Who will blink first?
Forget about the daily agonies over the Brexit Bill in Parliament - for the government's plans to stay remotely on track, it's the other bill they really need to worry about.
The government hopes desperately to be able to move on to the next phase of the EU talks at the leaders' next shindig in mid-December.
But all the signals are that the UK is going to have to promise to cough up more cash in order for them to agree.
As we've discussed many times on here, there are good reasons why the UK doesn't want to promise any more money yet. The British side has always wanted to keep the option of writing a big cheque at the last minute on the table.
And ministers certainly don't want to pay a penny more of taxpayers' money than we need to in order to get a decent deal with the rest of the continent.
Not least because voters were told that we'd get money back (which of course could happen in the medium to longer term) and plenty of prominent Tories, including the foreign secretary, have said on the record that our payments should be limited if we should have to pay anything at all.
The prime minister herself used to say that the days of paying in large amounts were over. But she has already implicitly promised around £18bn to be paid.
'Eyes on the prize'
But there is an expectation across Whitehall that the government is simply going to have to go a lot further than that. European politicians in their droves have said as much.
And in private plenty of ministers are quite open about that too. In recent weeks there has certainly been a softening in the attitude towards paying up in the Tory party. Two different Brexiteer cabinet ministers have told me they would accept as much as £50bn, with one saying "it's all about keeping our eyes on the prize".
And in the Treasury, the view is certainly that it would be worth it to minimise disruption. Ministers are not yet ready though to say as much publicly or indeed to make those commitments in the talks.
And if they don't? Well, the chances of progress at the crunch summit in December are very slim. One source familiar with the discussions said "the UK political move has to come or we just won't get there".
But are they ready to do so? It's in Berlin, which the UK government believes is being the most hardline about the bill, where David Davis, the Brexit secretary, will speak tonight.
Together with France, sources suggest they are taking a very firm stance on how much Britain ought to pay and crucially when we have to make that commitment.
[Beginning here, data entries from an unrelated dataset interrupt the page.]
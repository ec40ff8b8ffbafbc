//! # Section Body Component
//!
//! Renders the active section:
//!
//! ```text
//! ✦ LINKS ✦
//! ──────────────
//!
//!   github: https://github.com/someone       ← link style
//!   web: → https://someone.example           ← selected link (LinkSelect)
//! ```
//!
//! Links are located per line with the same extractor the reducer uses.
//! The selected link is found by ordinal position across the whole
//! section, so duplicate URLs highlight the occurrence the cursor is on
//! rather than every copy of the text.
//!
//! The body never scrolls: whatever does not fit the area is cut off.

use ratatui::Frame;
use ratatui::layout::Rect;
use ratatui::text::{Line, Span};
use ratatui::widgets::{Paragraph, Wrap};

use crate::core::content::Section;
use crate::core::links::link_ranges;
use crate::tui::component::Component;
use crate::tui::styles::Palette;

/// Maximum body rows; taller sections are truncated.
pub const BODY_MAX_HEIGHT: u16 = 16;

const LINE_INDENT: &str = "  ";
const SELECTED_MARKER: &str = "→ ";

pub struct SectionBody<'a> {
    pub section: &'a Section,
    /// Ordinal of the selected link, when in link-selection mode.
    pub selected_link: Option<usize>,
    /// Width used for the divider under the header.
    pub content_width: u16,
    pub palette: &'a Palette,
}

impl<'a> SectionBody<'a> {
    pub fn new(
        section: &'a Section,
        selected_link: Option<usize>,
        content_width: u16,
        palette: &'a Palette,
    ) -> Self {
        Self {
            section,
            selected_link,
            content_width,
            palette,
        }
    }

    /// Builds every body line, links styled, before any clipping.
    pub fn lines(&self) -> Vec<Line<'a>> {
        let palette = self.palette;
        let section = self.section;
        let mut lines = Vec::with_capacity(section.lines.len() + 3);

        lines.push(Line::styled(
            format!("✦ {} ✦", section.title.to_uppercase()),
            palette.section_header(),
        ));
        lines.push(Line::styled(
            "─".repeat((self.content_width / 2) as usize),
            palette.subtle(),
        ));
        lines.push(Line::default());

        let mut ordinal = 0;
        for text in &section.lines {
            let mut spans = vec![Span::raw(LINE_INDENT)];
            let mut cursor = 0;
            for range in link_ranges(text) {
                if range.start > cursor {
                    spans.push(Span::styled(&text[cursor..range.start], palette.text()));
                }
                let url = &text[range.clone()];
                if self.selected_link == Some(ordinal) {
                    spans.push(Span::styled(
                        format!("{SELECTED_MARKER}{url}"),
                        palette.selected_link(),
                    ));
                } else {
                    spans.push(Span::styled(url, palette.link()));
                }
                ordinal += 1;
                cursor = range.end;
            }
            if cursor < text.len() {
                spans.push(Span::styled(&text[cursor..], palette.text()));
            }
            lines.push(Line::from(spans));
        }
        lines
    }
}

impl Component for SectionBody<'_> {
    fn render(&mut self, frame: &mut Frame, area: Rect) {
        let area = Rect {
            height: area.height.min(BODY_MAX_HEIGHT),
            ..area
        };
        let body = Paragraph::new(self.lines()).wrap(Wrap { trim: false });
        frame.render_widget(body, area);
    }
}
//! Per-connection SSH handler.
//!
//! One `ConnectionHandler` exists per TCP connection. Each session channel
//! gets a [`ChannelSlot`] that collects the PTY request and, once the shell
//! starts, holds the senders feeding that channel's session task.

use std::collections::HashMap;
use std::net::SocketAddr;
use std::sync::Arc;
use std::time::Instant;

use async_trait::async_trait;
use chrono::Local;
use log::{debug, info, warn};
use russh::server::{Auth, Handler, Msg, Session};
use russh::{Channel, ChannelId, Pty};
use tokio::sync::mpsc;
use tokio_util::sync::CancellationToken;
use uuid::Uuid;

use crate::core::state::Viewport;
use crate::server::SessionShared;
use crate::server::writer::{ChannelWriter, spawn_pump};
use crate::tui::{PtyInfo, SessionContext, SessionEnd, SessionIo, run_session};

#[derive(Default)]
struct ChannelSlot {
    pty: Option<PtyInfo>,
    input: Option<mpsc::UnboundedSender<Vec<u8>>>,
    resizes: Option<mpsc::UnboundedSender<Viewport>>,
    cancel: CancellationToken,
}

pub struct ConnectionHandler {
    shared: Arc<SessionShared>,
    session_id: String,
    peer: Option<SocketAddr>,
    user: Option<String>,
    connected_at: Instant,
    no_pty: bool,
    channels: HashMap<ChannelId, ChannelSlot>,
}

impl ConnectionHandler {
    pub fn new(shared: Arc<SessionShared>, peer: Option<SocketAddr>) -> Self {
        Self {
            shared,
            session_id: Uuid::new_v4().to_string(),
            peer,
            user: None,
            connected_at: Instant::now(),
            no_pty: false,
            channels: HashMap::new(),
        }
    }

    fn peer_ip(&self) -> String {
        self.peer
            .map(|addr| addr.ip().to_string())
            .unwrap_or_else(|| "unknown".to_string())
    }

    fn accept(&mut self, user: &str) -> Auth {
        if self.user.is_none() {
            info!(
                "Connection opened | Session: {} | User: {} | IP: {} | Time: {}",
                self.session_id,
                user,
                self.peer_ip(),
                Local::now().to_rfc3339()
            );
        }
        self.user = Some(user.to_string());
        Auth::Accept
    }

    fn close_channel(&mut self, channel: ChannelId) {
        if let Some(slot) = self.channels.remove(&channel) {
            slot.cancel.cancel();
        }
    }
}

impl Drop for ConnectionHandler {
    fn drop(&mut self) {
        for slot in self.channels.values() {
            slot.cancel.cancel();
        }
        let Some(user) = &self.user else {
            return;
        };
        info!(
            "Connection closed{} | Session: {} | User: {} | IP: {} | Duration: {:.1}s",
            if self.no_pty { " (no PTY)" } else { "" },
            self.session_id,
            user,
            self.peer_ip(),
            self.connected_at.elapsed().as_secs_f64()
        );
    }
}

#[async_trait]
impl Handler for ConnectionHandler {
    type Error = russh::Error;

    async fn auth_none(&mut self, user: &str) -> Result<Auth, Self::Error> {
        Ok(self.accept(user))
    }

    async fn auth_publickey(
        &mut self,
        user: &str,
        _public_key: &russh_keys::key::PublicKey,
    ) -> Result<Auth, Self::Error> {
        Ok(self.accept(user))
    }

    async fn channel_open_session(
        &mut self,
        channel: Channel<Msg>,
        _session: &mut Session,
    ) -> Result<bool, Self::Error> {
        debug!("Session {}: channel {:?} opened", self.session_id, channel.id());
        self.channels.insert(channel.id(), ChannelSlot::default());
        Ok(true)
    }

    async fn pty_request(
        &mut self,
        channel: ChannelId,
        term: &str,
        col_width: u32,
        row_height: u32,
        _pix_width: u32,
        _pix_height: u32,
        _modes: &[(Pty, u32)],
        session: &mut Session,
    ) -> Result<(), Self::Error> {
        let size = Viewport::from_cells(col_width, row_height);
        info!(
            "Terminal info | Session: {} | Term: {} | Size: {}x{}",
            self.session_id, term, size.width, size.height
        );
        if let Some(slot) = self.channels.get_mut(&channel) {
            slot.pty = Some(PtyInfo {
                term: term.to_string(),
                size,
            });
        }
        session.channel_success(channel);
        Ok(())
    }

    async fn shell_request(
        &mut self,
        channel: ChannelId,
        session: &mut Session,
    ) -> Result<(), Self::Error> {
        let Some(slot) = self.channels.get_mut(&channel) else {
            session.channel_failure(channel);
            return Ok(());
        };
        if slot.input.is_some() {
            // Already running a shell on this channel.
            session.channel_failure(channel);
            return Ok(());
        }

        let (input_tx, input) = mpsc::unbounded_channel();
        let (resize_tx, resizes) = mpsc::unbounded_channel();
        let (frames_tx, frames) = mpsc::unbounded_channel();
        slot.input = Some(input_tx);
        slot.resizes = Some(resize_tx);
        if slot.pty.is_none() {
            self.no_pty = true;
        }

        let io = SessionIo {
            output: ChannelWriter::new(frames_tx),
            input,
            pty: slot.pty.clone(),
            resizes,
            cancel: slot.cancel.clone(),
        };
        let ctx = SessionContext {
            id: self.session_id.clone(),
            content: Arc::clone(&self.shared.content),
            opener: Arc::clone(&self.shared.opener),
            options: self.shared.options.clone(),
        };

        let handle = session.handle();
        let pump = spawn_pump(handle.clone(), channel, frames);
        let session_id = self.session_id.clone();
        session.channel_success(channel);

        tokio::spawn(async move {
            let result = run_session(io, ctx).await;
            // The session dropped its writer; wait for the last frames.
            if let Err(e) = pump.await {
                warn!("Session {}: output pump failed: {}", session_id, e);
            }

            let status = match result {
                Ok(SessionEnd::NoTerminal) => 0,
                Ok(end) => {
                    debug!("Session {}: ended ({:?})", session_id, end);
                    0
                }
                Err(e) => {
                    warn!("Session error | Session: {} | Error: {}", session_id, e);
                    1
                }
            };
            if handle.exit_status_request(channel, status).await.is_err()
                || handle.eof(channel).await.is_err()
                || handle.close(channel).await.is_err()
            {
                debug!("Session {}: channel already closed", session_id);
            }
        });
        Ok(())
    }

    async fn data(
        &mut self,
        channel: ChannelId,
        data: &[u8],
        _session: &mut Session,
    ) -> Result<(), Self::Error> {
        if let Some(input) = self.channels.get(&channel).and_then(|s| s.input.as_ref()) {
            if input.send(data.to_vec()).is_err() {
                debug!("Session {}: input after session ended", self.session_id);
            }
        }
        Ok(())
    }

    async fn window_change_request(
        &mut self,
        channel: ChannelId,
        col_width: u32,
        row_height: u32,
        _pix_width: u32,
        _pix_height: u32,
        _session: &mut Session,
    ) -> Result<(), Self::Error> {
        let size = Viewport::from_cells(col_width, row_height);
        info!(
            "Terminal resize | Session: {} | New size: {}x{}",
            self.session_id, size.width, size.height
        );
        let Some(slot) = self.channels.get_mut(&channel) else {
            return Ok(());
        };
        if let Some(pty) = slot.pty.as_mut() {
            pty.size = size;
        }
        if let Some(resizes) = &slot.resizes {
            if resizes.send(size).is_err() {
                debug!("Session {}: resize after session ended", self.session_id);
            }
        }
        Ok(())
    }

    async fn channel_eof(
        &mut self,
        channel: ChannelId,
        _session: &mut Session,
    ) -> Result<(), Self::Error> {
        self.close_channel(channel);
        Ok(())
    }

    async fn channel_close(
        &mut self,
        channel: ChannelId,
        _session: &mut Session,
    ) -> Result<(), Self::Error> {
        self.close_channel(channel);
        Ok(())
    }
}
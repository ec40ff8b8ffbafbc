//! # SSH Server
//!
//! Transport adapter around russh. Accepts any user, negotiates a PTY per
//! session channel, and runs one [`run_session`](crate::tui::run_session)
//! task per shell request. The profile content and URL opener are built
//! once at startup and shared read-only by every connection.

mod handler;
mod writer;

use std::fmt;
use std::io;
use std::net::{SocketAddr, TcpListener};
use std::path::Path;
use std::sync::Arc;
use std::time::Duration;

use log::{info, warn};
use russh::MethodSet;
use russh::server::{Config, Server};
use russh_keys::key::KeyPair;

use crate::browser::{DisabledOpener, SystemOpener, UrlOpener};
use crate::core::config::ResolvedConfig;
use crate::core::content::Content;
use crate::tui::SessionOptions;

pub use handler::ConnectionHandler;

#[derive(Debug)]
pub enum ServerError {
    /// The listen address is taken by another process.
    AddrInUse(String),
    HostKey(String),
    Config(String),
    Io(io::Error),
}

impl fmt::Display for ServerError {
    fn fmt(&self, f: &mut fmt::Formatter<'_>) -> fmt::Result {
        match self {
            ServerError::AddrInUse(addr) => write!(f, "address {addr} is already in use"),
            ServerError::HostKey(msg) => write!(f, "host key error: {msg}"),
            ServerError::Config(msg) => write!(f, "invalid server config: {msg}"),
            ServerError::Io(e) => write!(f, "server I/O error: {e}"),
        }
    }
}

impl std::error::Error for ServerError {}

impl From<io::Error> for ServerError {
    fn from(e: io::Error) -> Self {
        ServerError::Io(e)
    }
}

/// Read-only state every connection shares.
pub struct SessionShared {
    pub content: Arc<Content>,
    pub opener: Arc<dyn UrlOpener>,
    pub options: SessionOptions,
}

#[derive(Clone)]
pub struct FolioServer {
    shared: Arc<SessionShared>,
}

impl FolioServer {
    pub fn new(shared: SessionShared) -> Self {
        Self {
            shared: Arc::new(shared),
        }
    }
}

impl Server for FolioServer {
    type Handler = ConnectionHandler;

    fn new_client(&mut self, peer: Option<SocketAddr>) -> ConnectionHandler {
        ConnectionHandler::new(Arc::clone(&self.shared), peer)
    }

    fn handle_session_error(&mut self, error: russh::Error) {
        warn!("Session error: {}", error);
    }
}

/// Fails early with a readable error when the address is taken.
pub fn check_port(addr: &str) -> Result<(), ServerError> {
    match TcpListener::bind(addr) {
        Ok(listener) => {
            drop(listener);
            Ok(())
        }
        Err(e) if e.kind() == io::ErrorKind::AddrInUse => {
            warn!(
                "Port already in use on {}. Stop the other process or pass --addr.",
                addr
            );
            Err(ServerError::AddrInUse(addr.to_string()))
        }
        Err(e) => Err(ServerError::Io(e)),
    }
}

/// Loads the configured host key, or generates a throwaway Ed25519 key.
pub fn load_host_key(path: Option<&Path>) -> Result<KeyPair, ServerError> {
    match path {
        Some(path) => {
            info!("Loading host key from {}", path.display());
            russh_keys::load_secret_key(path, None)
                .map_err(|e| ServerError::HostKey(format!("{}: {}", path.display(), e)))
        }
        None => {
            warn!("No host key configured; generating an ephemeral Ed25519 key");
            KeyPair::generate_ed25519()
                .ok_or_else(|| ServerError::HostKey("failed to generate Ed25519 key".to_string()))
        }
    }
}

pub fn ssh_config(key: KeyPair, inactivity_timeout: Duration) -> Config {
    Config {
        inactivity_timeout: Some(inactivity_timeout),
        auth_rejection_time: Duration::from_secs(1),
        auth_rejection_time_initial: Some(Duration::from_secs(0)),
        methods: MethodSet::NONE | MethodSet::PUBLICKEY,
        keys: vec![key],
        ..Default::default()
    }
}

/// Serves the profile until the listener fails.
pub async fn run(config: ResolvedConfig) -> Result<(), ServerError> {
    if config.listen_addr.is_empty() {
        return Err(ServerError::Config("listen address is empty".to_string()));
    }
    check_port(&config.listen_addr)?;

    let key = load_host_key(config.key_path.as_deref())?;
    let ssh_config = Arc::new(ssh_config(key, config.inactivity_timeout));

    let opener: Arc<dyn UrlOpener> = if config.open_urls {
        Arc::new(SystemOpener)
    } else {
        info!("URL opening disabled");
        Arc::new(DisabledOpener)
    };
    let mut server = FolioServer::new(SessionShared {
        content: Arc::new(config.content),
        opener,
        options: SessionOptions {
            welcome_delay: config.welcome_delay,
        },
    });

    info!("Starting SSH server on {}", config.listen_addr);
    server
        .run_on_address(ssh_config, config.listen_addr.as_str())
        .await?;
    Ok(())
}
An ally of Angela Merkel's, Manfred Weber, met the prime minister yesterday and suggested that progress could be in sight. But there is a long way to go before any kinds of numbers could actually be agreed.
The technical talks that have been trying to reach a common understanding of how the bill should be calculated have got stuck. And while in Westminster the attitude to paying up as softened, in contrast, across the Channel, and particularly in Germany, I'm told the attitude has hardened significantly.
As we've reported before, there are plenty of guesses about the eventual total being somewhere between £40 and £60bn. But it's impossible to say how much yet, because there is no specification on how the actual amount will be agreed.
So for example, even if the UK is ready to agree it will pay its share for infrastructure projects that have already been agreed, what happens in theory if a project goes over budget, what happens if it takes longer than agreed, and would the UK be expected to contribute towards new projects that are agreed during the transition period (the likely two years once we have left the EU but are still operating within its rules to give business time to adapt)?
This might be "boffin stuff", as described, but it could make a huge difference to the eventual cost. And Germany, yet to form a new governing coalition, is I'm told not in the mood to budge.
And while there is some frustration at their approach inside the EU27, no other country will right now stick their neck out and criticise Angela Merkel, and the public unity of the continental bloc has been consistent and strong.
But will David Davis tonight signal a softening of the UK approach on the cash? I'm not so sure. He, alongside his colleagues, is desperate to start talking more about the future trading relationship.
But there is a risk that unless they're willing to talk money first, that conversation might simply never happen.